According to Hisikia, he was later informed that more than 12 hippopotami were in the water at the time.
“But then, lucky enough the baby hippo started crying. When the mother looked back, I quickly crawled to a nearby tree where I passed out. I assume when the hippo returned, I was not around. A villager came to my rescue by firing gunshots in the air to scare off the hippo I was told. It took approximately 5 minutes for me to be rescued.”
“Immediately after I awoke in the hospital, the only thing that went through my mind was that I survived miraculously.”
He said that his livelihood would be affected due to the injuries he sustained in the ordeal.
“It will be very difficult for me to do hard labour work, and my work schedule needs to reduce with the injuries I have for now.”
The Kavango East Regional Council, Damian Maghambayi, recently told The Villager that human-wildlife conflict was one of the region’s biggest challenges, particularly with hippos and crocodiles.

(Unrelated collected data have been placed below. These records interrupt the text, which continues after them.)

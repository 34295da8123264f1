use std::sync::atomic::{AtomicBool, AtomicU64, Ordering};
use std::sync::{Arc, Mutex};
use std::time::Duration;

use tokio::task::JoinHandle;
use tracing::{debug, info, instrument, warn};

use crate::backend::BackendClient;
use crate::constants::{
    ERROR_PREFIX, NOTIFICATION_DURATION, NO_ANSWER_TEXT, SAVE_FAILED_DURATION, SAVE_FAILED_TEXT,
    SAVE_OK_TEXT,
};
use crate::error::{ChatError, Result};
use crate::input::{InputBuffer, InputEvent};
use crate::render::{Notification, RenderEvent, RenderPort};
use crate::{Choice, Message, Role};

/// Candidate answers offered for one user message.
///
/// Only the first selection counts; later selections on the same group are ignored.
#[derive(Debug)]
pub struct CandidateGroup {
    id: u64,
    question: String,
    choices: Vec<Choice>,
    settled: AtomicBool,
}

impl CandidateGroup {
    pub fn id(&self) -> u64 {
        self.id
    }

    /// The user message these candidates answer.
    pub fn question(&self) -> &str {
        &self.question
    }

    pub fn choices(&self) -> &[Choice] {
        &self.choices
    }

    pub fn is_settled(&self) -> bool {
        self.settled.load(Ordering::Acquire)
    }
}

struct SessionInner {
    backend: BackendClient,
    renderer: Arc<dyn RenderPort>,
    busy: AtomicBool,
    last_question: Mutex<Option<String>>,
    next_id: AtomicU64,
}

// Clears the busy flag when the submit attempt ends, whichever way it ends.
struct BusyGuard<'a>(&'a AtomicBool);

impl Drop for BusyGuard<'_> {
    fn drop(&mut self) {
        self.0.store(false, Ordering::Release);
    }
}

/// Drives one chat conversation: submits messages, offers candidate answers and
/// reports the user's pick back to the backend.
///
/// Cloning is cheap and every clone shares the same state.
#[derive(Clone)]
pub struct ChatSession {
    inner: Arc<SessionInner>,
}

impl ChatSession {
    pub fn new(backend: BackendClient, renderer: Arc<dyn RenderPort>) -> Self {
        Self {
            inner: Arc::new(SessionInner {
                backend,
                renderer,
                busy: AtomicBool::new(false),
                last_question: Mutex::new(None),
                next_id: AtomicU64::new(1),
            }),
        }
    }

    /// True while a message submission is waiting on the backend.
    pub fn is_busy(&self) -> bool {
        self.inner.busy.load(Ordering::Acquire)
    }

    /// Text of the most recently rendered user message.
    pub fn last_question(&self) -> Option<String> {
        self.inner
            .last_question
            .lock()
            .unwrap_or_else(|poisoned| poisoned.into_inner())
            .clone()
    }

    /// Routes a send-button click or keypress. The input box is only cleared
    /// when the submission is accepted.
    pub async fn handle_input(
        &self,
        event: InputEvent,
        input: &mut InputBuffer,
    ) -> Option<Arc<CandidateGroup>> {
        if !event.is_submit() || input.is_blank() {
            return None;
        }
        let guard = self.try_begin()?;
        let text = input.take();
        self.run_submit(guard, text).await
    }

    /// Submits `text` to the backend.
    ///
    /// Blank text, or a call made while another submission is in flight, is
    /// ignored without rendering anything. Returns the offered candidate group
    /// when the backend answered with at least one choice.
    pub async fn submit(&self, text: &str) -> Option<Arc<CandidateGroup>> {
        if text.trim().is_empty() {
            return None;
        }
        let guard = self.try_begin()?;
        self.run_submit(guard, text.to_string()).await
    }

    fn try_begin(&self) -> Option<BusyGuard<'_>> {
        match self
            .inner
            .busy
            .compare_exchange(false, true, Ordering::AcqRel, Ordering::Acquire)
        {
            Ok(_) => Some(BusyGuard(&self.inner.busy)),
            Err(_) => {
                debug!("Submission ignored, previous message still in flight");
                None
            }
        }
    }

    async fn run_submit(&self, _guard: BusyGuard<'_>, text: String) -> Option<Arc<CandidateGroup>> {
        self.add_message(Message::user(text.clone()));

        match self.inner.backend.send_message(&text).await {
            Ok(choices) if !choices.is_empty() => Some(self.render_choices(choices)),
            Ok(_) => {
                info!("Backend returned no candidate answers");
                self.add_message(Message::bot(NO_ANSWER_TEXT));
                None
            }
            Err(e) => {
                warn!(error = %e, "Failed to send message");
                self.add_message(Message::bot(format!("{}: {}", ERROR_PREFIX, e)));
                None
            }
        }
    }

    fn add_message(&self, message: Message) {
        if message.role == Role::User {
            *self
                .inner
                .last_question
                .lock()
                .unwrap_or_else(|poisoned| poisoned.into_inner()) = Some(message.text.clone());
        }
        self.inner.renderer.render(RenderEvent::MessageAdded(message));
    }

    /// Offers `choices` as a candidate group answering the last user message.
    pub fn render_choices(&self, choices: Vec<Choice>) -> Arc<CandidateGroup> {
        let group = Arc::new(CandidateGroup {
            id: self.next_id(),
            question: self.last_question().unwrap_or_default(),
            choices,
            settled: AtomicBool::new(false),
        });
        debug!(group = group.id, count = group.choices.len(), "Offering candidate answers");

        self.inner.renderer.render(RenderEvent::ChoicesOffered {
            group: group.id,
            question: group.question.clone(),
            choices: group.choices.clone(),
        });
        group
    }

    /// Picks candidate `index` from `group`.
    ///
    /// The group collapses into a single bot message and the pick is reported
    /// in the background; the returned handle resolves once the report has
    /// finished. Returns `Ok(None)` when the group was already settled.
    ///
    /// Must be called from within a Tokio runtime.
    pub fn select_choice(
        &self,
        group: &CandidateGroup,
        index: usize,
    ) -> Result<Option<JoinHandle<()>>> {
        let choice = group
            .choices
            .get(index)
            .cloned()
            .ok_or(ChatError::NoSuchChoice {
                index,
                len: group.choices.len(),
            })?;

        if group.settled.swap(true, Ordering::AcqRel) {
            debug!(group = group.id, index, "Group already settled, selection ignored");
            return Ok(None);
        }

        info!(group = group.id, model = %choice.model, "Candidate selected");
        self.inner.renderer.render(RenderEvent::ChoiceFinalized {
            group: group.id,
            message: Message::bot(choice.text.clone()).with_model(choice.model.clone()),
        });

        let session = self.clone();
        let question = group.question.clone();
        Ok(Some(tokio::spawn(async move {
            session
                .report_choice(&question, &choice.text, &choice.model)
                .await;
        })))
    }

    /// Sends the selection to the backend and notifies the user of the outcome.
    /// Returns whether the backend accepted it.
    #[instrument(skip(self, selected_answer))]
    pub async fn report_choice(&self, question: &str, selected_answer: &str, model: &str) -> bool {
        match self
            .inner
            .backend
            .save_choice(question, selected_answer, model)
            .await
        {
            Ok(()) => {
                self.notify(SAVE_OK_TEXT, NOTIFICATION_DURATION);
                true
            }
            Err(e) => {
                debug!(error = %e, "Choice not saved");
                self.notify(SAVE_FAILED_TEXT, SAVE_FAILED_DURATION);
                false
            }
        }
    }

    /// Shows a notice that dismisses itself after `duration`.
    /// Must be called from within a Tokio runtime.
    pub fn notify(&self, text: &str, duration: Duration) -> u64 {
        let id = self.next_id();
        self.inner
            .renderer
            .render(RenderEvent::NotificationShown(Notification {
                id,
                text: text.to_string(),
                duration,
            }));

        let renderer = self.inner.renderer.clone();
        tokio::spawn(async move {
            tokio::time::sleep(duration).await;
            renderer.render(RenderEvent::NotificationDismissed { id });
        });
        id
    }

    fn next_id(&self) -> u64 {
        self.inner.next_id.fetch_add(1, Ordering::Relaxed)
    }
}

According to the Kavango East police, 27 incidences have been reported, including drowning, crocodile and hippopotamus attacks from April 2020 to date. Hippos have caused five deaths in the same period.
CouncillorCosmusKaturaKayayuka from the Musese constituency in which the incident occurred said that residents are forced to use the river as there is no other choice.
“The major solution we have been crying for is that we have to have a pipeline where people can get water. We need the pipeline so that, if people go to the river, then it will be at their own risk. Because, currently, they have to fetch water from the river. There is no way they cannot get to the river. Water for cooking, consumption and any other usage is just at the riverside,” he told The Villager.
He further said that if a pipeline is not constructed along the tar road to prevent people from going to the riverside to fetch water, that will be a problem.
“We need the animals for tourism and other purposes, but people shouldn’t have to go to the river to fetch water.”
Petrus Haingura, who saved Hisikiafrom the hippo by discharging his rifle into the air twice to scare off the animal, said that the police do not come to the villages to rescue them when called upon in similar scenarios.
“The police always make up excuses by saying they don’t have cars when we call them to come and rescue our people or attend to these cases. Since Sunday, no police have come here to see or investigate what has happened to the victim. The environment ministry tells us not to go to the river because these animals will attack us, but we need water for all human consumptions. If we kill these animals, the police will come and arrest us, but when these hippos kill us, everything goes in the thin air; not even the family member that loses their loved one gets to be confronted by any of this ministry.”
He further said, “I know of 2 people that were attacked here and are living with a disability until now but have received no government grants; we need to be kept safe from these hippos as soon as possible.”
Last year the ministry of environment, forestry and tourism paid N$10 000 to a man who was attacked and injured by a crocodile while fetching water from the Okavango River.